Seonghun Kim 1 Doo-Byoung Oh 2 Hyun Ah Kang 3 Youn-Ho Lee 4 Ohsuk Kwon 2
1Jeonbuk Branch Institute, Korea Research Institute of Bioscience and Biotechnology, Jeongeup
2Systems and Synthetic Biology Research Center, Korea Research Institute of Bioscience and Biotechnology, Daejeon
3Department of Life Science, Chung-Ang University, Seoul
4Marine Ecosystem Research Division, Korea Ocean Research and Development Institute, Ansan

Sialyltransferase is a glycosyltransferase transferring sialic acid from CMP-Neu5Ac to the non-reducing terminal position of glycoconjugates.

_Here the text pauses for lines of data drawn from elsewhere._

use eframe::egui::{self, RichText, ScrollArea, Ui};

use super::{charts, map};
use crate::state::AppState;
use crate::view::ViewModel;

// ---------------------------------------------------------------------------
// Central panel – the dashboard page
// ---------------------------------------------------------------------------

/// Render every dashboard section for the current view.
pub fn dashboard(ui: &mut Ui, state: &mut AppState) {
    let AppState {
        view,
        orbit,
        layers,
        country_colors,
        ..
    } = state;

    let Some(view) = view.as_ref() else {
        ui.centered_and_justified(|ui: &mut Ui| {
            ui.heading("Open a file to explore customers  (File → Open…)");
        });
        return;
    };

    ScrollArea::vertical()
        .auto_shrink([false, false])
        .show(ui, |ui: &mut Ui| {
            ui.heading(RichText::new("Bank Customer Churn Dashboard").size(24.0));
            ui.add_space(8.0);

            section(ui, "Key Metrics");
            metric_tiles(ui, view);

            section(ui, "Balance vs Credit Score");
            charts::balance_scatter(ui, view);

            section(ui, "3D Graph: Credit Score vs Age vs Num of Products");
            charts::scatter_3d(ui, view, orbit);

            section(ui, "Layered Map: Customer Exit Rates, Credit Score, and Balance by Country");
            map::layered_map(ui, view, layers);
            if let Some(colors) = country_colors.as_ref() {
                map::country_legend(ui, colors);
            }
            ui.add_space(6.0);
            map::country_table(ui, view, country_colors.as_ref());

            section(ui, "Gender-Based Analysis of Customer Exit Rates");
            charts::group_bars(ui, "gender_bars", "Gender", &view.gender_counts);

            section(ui, "Exit Rates by Active/Inactive Membership");
            charts::group_bars(ui, "activity_bars", "IsActiveMember", &view.activity_counts);

            section(ui, "Estimated Salary vs Exit Status");
            charts::salary_boxes(ui, view);

            section(
                ui,
                &format!(
                    "Data Overview for Selected Filters: {} customers",
                    view.customer_count
                ),
            );
            ui.label("Explore customer behavior with dynamic filtering and deeper insights.");
        });
}

fn section(ui: &mut Ui, title: &str) {
    ui.add_space(12.0);
    ui.separator();
    ui.heading(title);
}

/// Four metric tiles, or a "no data" notice when nothing matches.
fn metric_tiles(ui: &mut Ui, view: &ViewModel) {
    let Some(m) = &view.metrics else {
        ui.label(RichText::new("No data for the selected filters.").italics());
        return;
    };

    ui.columns(4, |cols: &mut [Ui]| {
        let tiles = [
            ("Average Credit Score", &m.credit_score),
            ("Average Age", &m.age),
            ("Average Tenure", &m.tenure),
            ("Average Balance", &m.balance),
        ];
        for (ui, (label, value)) in cols.iter_mut().zip(tiles) {
            egui::Frame::group(ui.style()).show(ui, |ui: &mut Ui| {
                ui.label(label);
                ui.label(RichText::new(value.as_str()).size(22.0).strong());
            });
        }
    });
}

Twenty different sialyltransferases containing so-called sialylmotifs are highly conserved from invertebrates to vertebrates. These well conserved sialylmotifs suggested that all sialyltransferases had been evolved from a common ancestor. Many sialyltransferases have been known in vertebrate linage, however, only a few have been characterized in non-vertebrates. In this study, we cloned genes encoding sialyltransferase (ST) from marine invertebrate organisms, Ciona savignyi (Csav), Halocynthia roretzi (Hror), and Strongylocentroutus intermedius (Sint), and analyzed their phylogenetic relationship with other animal sialyltransferases. Csav-ST and Hror-ST were clustered with ST3Gal and ST6GalNAc subfamilies, but Sint-ST was not grouped with other sialyltransferases. Among these sialyltransferases, Csav-ST has two putative transcript isoforms identified in of the sea squirt C. savignyi genome database. To indentify a sialyltransferase activity, Csav-ST3Gal was functionally characterized by using recombinant enzyme expressed in Saccharomyces cerevisiae. Csav-ST3Gal is localized to Golgi membrane when expressed in yeast. Enzymatic assays indicate that Csav-ST3Gal is capable of transferring sialic acids to the glycans attached to asialofetuin. Substrate specificities and kinetic properties indicated that Csav-ST3Gal could prefer O-glycans rather than N-glycan of asialoglycoproteins as substrates. Further, it has been displayed that Csav-ST3Gal catalyzes the formation of α(2,3)-linkage by a lectin blot analysis with Maackia amurensis lectin and by the linkage-specific sialidase treatments. In addition, Csav-ST3Gal has three putative N-glycosylation sites in its stem region, Interestingly, only one site for N-glycosylation was occupied with N-glycan when expressed in yeast. By N-glycan trimming with glycosidases treatments, we determined that this glycan of Csav-ST could not be required for in vitro enzyme activity, because of no difference in non-glycosylated and glycosylated sialyltransferase activities. These results indicate that Csav-ST3Gal could be an common ancestral glycosyltransferase belonged to ST3Gal I/II subfamily, transferring sialic acid to Gal-β1,3-GalNAc moiety.